Türkiye ikinci yılına girdiği pandemi dalgasının etkisi altındadır. Her ne kadar aşı bulunmuş olsa da merkezlerde yapılacak aşı konusu da yavaş ilerlemektedir.  Her gün yayınlanan hasta ve yeni vak’a sayıları ister istemez moral bozucudur. Buna bir de ekonomiye dair gelen olumsuz haberler sorunun daha büyük algılanmasında etkilidir. Böyle zamanlar devletin korumacı ve kollamacı halinin daha çok ortaya çıktığı görülür.

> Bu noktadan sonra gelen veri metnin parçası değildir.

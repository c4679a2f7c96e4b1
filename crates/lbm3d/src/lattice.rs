//! Regular 3D lattice of D3Q19 populations.
//!
//! Sites are stored in a flat arena, x fastest, then y, then z. Every site
//! owns [`Q`] populations stored contiguously. Populations are mass per site
//! in MD units; velocities carried by the populations are in lattice units
//! (`agrid / tau`).
//!
//! Density and momentum are always derived from the populations.

use glam::DVec3;

use crate::collision::equilibrium;
use crate::config::{FluidConfig, RelaxationParams, SimulationConfig};
use crate::constants::{velocity, Q, VELOCITIES};
use crate::error::ConfigError;

/// The fluid lattice.
#[derive(Clone, Debug)]
pub struct Lattice {
    /// Number of sites in X direction
    pub width: usize,
    /// Number of sites in Y direction
    pub height: usize,
    /// Number of sites in Z direction
    pub depth: usize,

    periodic: [bool; 3],
    fluid: FluidConfig,
    relaxation: RelaxationParams,

    /// Populations, `Q` per site
    populations: Vec<f64>,

    /// Streaming target, swapped with `populations` after every stream
    scratch: Vec<f64>,

    /// Pending momentum source per site (MD force units), consumed by collision
    force: Vec<DVec3>,

    /// Bumped whenever host code mutates populations or forces
    revision: u64,
}

impl Lattice {
    /// Create a lattice at rest with the configured density.
    pub fn new(config: &SimulationConfig) -> Result<Self, ConfigError> {
        config.validate()?;
        let relaxation = config.fluid.relaxation()?;
        let [width, height, depth] = config.grid;
        let site_count = width * height * depth;

        let rest = equilibrium(config.fluid.site_mass(), DVec3::ZERO);
        let mut populations = Vec::with_capacity(site_count * Q);
        for _ in 0..site_count {
            populations.extend_from_slice(&rest);
        }

        Ok(Self {
            width,
            height,
            depth,
            periodic: config.periodic,
            fluid: config.fluid.clone(),
            relaxation,
            scratch: vec![0.0; populations.len()],
            populations,
            force: vec![DVec3::ZERO; site_count],
            revision: 0,
        })
    }

    // ========== Geometry ==========

    #[inline]
    pub fn dims(&self) -> [usize; 3] {
        [self.width, self.height, self.depth]
    }

    #[inline]
    pub fn site_count(&self) -> usize {
        self.width * self.height * self.depth
    }

    #[inline]
    pub fn periodic(&self) -> [bool; 3] {
        self.periodic
    }

    #[inline]
    pub fn agrid(&self) -> f64 {
        self.fluid.agrid
    }

    #[inline]
    pub fn tau(&self) -> f64 {
        self.fluid.tau
    }

    pub fn fluid(&self) -> &FluidConfig {
        &self.fluid
    }

    pub fn relaxation(&self) -> RelaxationParams {
        self.relaxation
    }

    /// Box lengths in MD units.
    pub fn box_length(&self) -> DVec3 {
        DVec3::new(
            self.width as f64 * self.agrid(),
            self.height as f64 * self.agrid(),
            self.depth as f64 * self.agrid(),
        )
    }

    /// Index into site arrays.
    #[inline]
    pub fn cell_index(&self, i: usize, j: usize, k: usize) -> usize {
        k * self.width * self.height + j * self.width + i
    }

    /// Site coordinates of a flat index.
    #[inline]
    pub fn cell_coords(&self, idx: usize) -> [usize; 3] {
        let i = idx % self.width;
        let j = (idx / self.width) % self.height;
        let k = idx / (self.width * self.height);
        [i, j, k]
    }

    /// World position of the site centre.
    #[inline]
    pub fn cell_center(&self, i: usize, j: usize, k: usize) -> DVec3 {
        DVec3::new(i as f64 + 0.5, j as f64 + 0.5, k as f64 + 0.5) * self.agrid()
    }

    /// Site containing a world position (floored, not wrapped).
    #[inline]
    pub fn world_to_cell(&self, pos: DVec3) -> [i64; 3] {
        let p = pos / self.agrid();
        [p.x.floor() as i64, p.y.floor() as i64, p.z.floor() as i64]
    }

    #[inline]
    pub fn cell_in_bounds(&self, i: i64, j: i64, k: i64) -> bool {
        i >= 0
            && i < self.width as i64
            && j >= 0
            && j < self.height as i64
            && k >= 0
            && k < self.depth as i64
    }

    /// Resolve possibly out-of-range site coordinates.
    ///
    /// Periodic axes wrap; a coordinate outside a bounded axis gives `None`.
    #[inline]
    pub fn resolve(&self, coords: [i64; 3]) -> Option<usize> {
        let dims = self.dims();
        let mut wrapped = [0usize; 3];
        for axis in 0..3 {
            let n = dims[axis] as i64;
            let c = coords[axis];
            wrapped[axis] = if (0..n).contains(&c) {
                c as usize
            } else if self.periodic[axis] {
                c.rem_euclid(n) as usize
            } else {
                return None;
            };
        }
        Some(self.cell_index(wrapped[0], wrapped[1], wrapped[2]))
    }

    /// Neighbour of site `idx` along direction `q`.
    #[inline]
    pub fn neighbor(&self, idx: usize, q: usize) -> Option<usize> {
        let [i, j, k] = self.cell_coords(idx);
        let c = VELOCITIES[q];
        self.resolve([
            i as i64 + c[0] as i64,
            j as i64 + c[1] as i64,
            k as i64 + c[2] as i64,
        ])
    }

    // ========== Unit conversion ==========

    /// MD velocity to lattice velocity.
    #[inline]
    pub fn velocity_to_lattice(&self, v: DVec3) -> DVec3 {
        v * (self.tau() / self.agrid())
    }

    /// Lattice velocity to MD velocity.
    #[inline]
    pub fn velocity_to_md(&self, u: DVec3) -> DVec3 {
        u * (self.agrid() / self.tau())
    }

    /// MD force to momentum change per lattice step, in lattice momentum units.
    #[inline]
    pub fn force_to_lattice(&self, f: DVec3) -> DVec3 {
        f * (self.tau() * self.tau() / self.agrid())
    }

    /// Lattice momentum (mass times lattice velocity) to MD momentum.
    #[inline]
    pub fn momentum_to_md(&self, m: DVec3) -> DVec3 {
        m * (self.agrid() / self.tau())
    }

    // ========== Populations ==========

    /// Populations of one site.
    #[inline]
    pub fn site(&self, idx: usize) -> &[f64] {
        &self.populations[idx * Q..(idx + 1) * Q]
    }

    /// Mutable populations of one site.
    pub fn site_mut(&mut self, idx: usize) -> &mut [f64] {
        self.revision += 1;
        &mut self.populations[idx * Q..(idx + 1) * Q]
    }

    /// All populations, `Q` per site.
    pub fn populations(&self) -> &[f64] {
        &self.populations
    }

    /// Mutable access to all populations.
    pub fn populations_mut(&mut self) -> &mut [f64] {
        self.revision += 1;
        &mut self.populations
    }

    /// Source and target buffers for a streaming pass.
    pub(crate) fn stream_buffers(&mut self) -> (&[f64], &mut [f64]) {
        (&self.populations, &mut self.scratch)
    }

    /// Make the streaming target the current populations.
    pub(crate) fn swap_buffers(&mut self) {
        std::mem::swap(&mut self.populations, &mut self.scratch);
    }

    /// Split borrow of populations and pending forces for collision.
    pub(crate) fn collision_buffers(&mut self) -> (&mut [f64], &mut [DVec3]) {
        (&mut self.populations, &mut self.force)
    }

    /// Change counter for host-side mutation.
    ///
    /// Device backends compare it with the revision they last synchronised.
    #[inline]
    pub fn revision(&self) -> u64 {
        self.revision
    }

    // ========== Moments ==========

    /// Fluid mass held by a site.
    #[inline]
    pub fn site_mass(&self, idx: usize) -> f64 {
        self.site(idx).iter().sum()
    }

    /// Mass density of a site in MD units.
    #[inline]
    pub fn site_density(&self, idx: usize) -> f64 {
        self.site_mass(idx) / self.agrid().powi(3)
    }

    /// Momentum of a site in lattice units (mass times lattice velocity).
    #[inline]
    pub fn site_momentum_lattice(&self, idx: usize) -> DVec3 {
        let f = self.site(idx);
        let mut m = DVec3::ZERO;
        for q in 1..Q {
            m += f[q] * DVec3::from_array(velocity(q));
        }
        m
    }

    /// Fluid velocity of a site in MD units.
    ///
    /// Empty (solid) sites report zero velocity.
    #[inline]
    pub fn site_velocity(&self, idx: usize) -> DVec3 {
        let mass = self.site_mass(idx);
        if mass <= 0.0 {
            return DVec3::ZERO;
        }
        self.velocity_to_md(self.site_momentum_lattice(idx) / mass)
    }

    /// External body force per site in MD units.
    #[inline]
    pub fn external_force(&self) -> DVec3 {
        DVec3::from_array(self.fluid().ext_force_density) * self.agrid().powi(3)
    }

    /// Physical fluid velocity of a site in MD units.
    ///
    /// Adds half of the external body force to the momentum, as the forcing
    /// scheme defines the velocity at the middle of a step. Particle deposits
    /// of the current step are still accumulating and are left out. Empty
    /// sites report zero velocity.
    #[inline]
    pub fn fluid_velocity(&self, idx: usize) -> DVec3 {
        let mass = self.site_mass(idx);
        if mass <= 0.0 {
            return DVec3::ZERO;
        }
        let half_force = 0.5 * self.force_to_lattice(self.external_force());
        self.velocity_to_md((self.site_momentum_lattice(idx) + half_force) / mass)
    }

    /// Total fluid mass.
    pub fn total_mass(&self) -> f64 {
        (0..self.site_count()).map(|idx| self.site_mass(idx)).sum()
    }

    /// Total fluid momentum in MD units.
    pub fn total_momentum(&self) -> DVec3 {
        let m: DVec3 = (0..self.site_count())
            .map(|idx| self.site_momentum_lattice(idx))
            .sum();
        self.momentum_to_md(m)
    }

    /// Set a site to equilibrium at the given MD density and velocity.
    pub fn set_equilibrium(&mut self, idx: usize, density: f64, velocity: DVec3) {
        let mass = density * self.agrid().powi(3);
        let u = self.velocity_to_lattice(velocity);
        let feq = equilibrium(mass, u);
        self.site_mut(idx).copy_from_slice(&feq);
    }

    /// Reset a site to equilibrium at a new velocity, keeping its density.
    pub fn set_velocity(&mut self, idx: usize, velocity: DVec3) {
        let density = self.site_density(idx);
        self.set_equilibrium(idx, density, velocity);
    }

    /// Empty a site. Used for solid sites, which carry no fluid.
    pub fn clear_site(&mut self, idx: usize) {
        self.site_mut(idx).fill(0.0);
        self.force[idx] = DVec3::ZERO;
    }

    // ========== Momentum source ==========

    /// Pending force on a site (MD units).
    #[inline]
    pub fn force(&self, idx: usize) -> DVec3 {
        self.force[idx]
    }

    /// All pending site forces.
    pub fn forces(&self) -> &[DVec3] {
        &self.force
    }

    /// Mutable access to pending site forces.
    pub fn forces_mut(&mut self) -> &mut [DVec3] {
        self.revision += 1;
        &mut self.force
    }

    /// Add to the momentum source of a site.
    #[inline]
    pub fn add_force(&mut self, idx: usize, f: DVec3) {
        self.revision += 1;
        self.force[idx] += f;
    }

    /// Sum of pending site forces.
    pub fn total_force(&self) -> DVec3 {
        self.force.iter().copied().sum()
    }
}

Türkiye’de pandemi dalgası ikinci yılına girdi. Rakamlar acımasız. Hastalık hali, anlatılanlar kadarıyla zorlu geçiyor. Her ne kadar aşı bulunmuş olsa da başkalarının bulduğu aşıyı ülkeye getirmek, ya da başkalarından aşı temin etmek zorunluluğu var.  Pazarlıklar etkili; işte İngiltere ve İsrail aşılamayı bitirdi.  Aşı, parasıyla dahi temin edilemez durumlar da gösteriyor. Aşıya sahip ülkelerin stratejik baskı aracı olarak da aşıyı kullanması mümkün.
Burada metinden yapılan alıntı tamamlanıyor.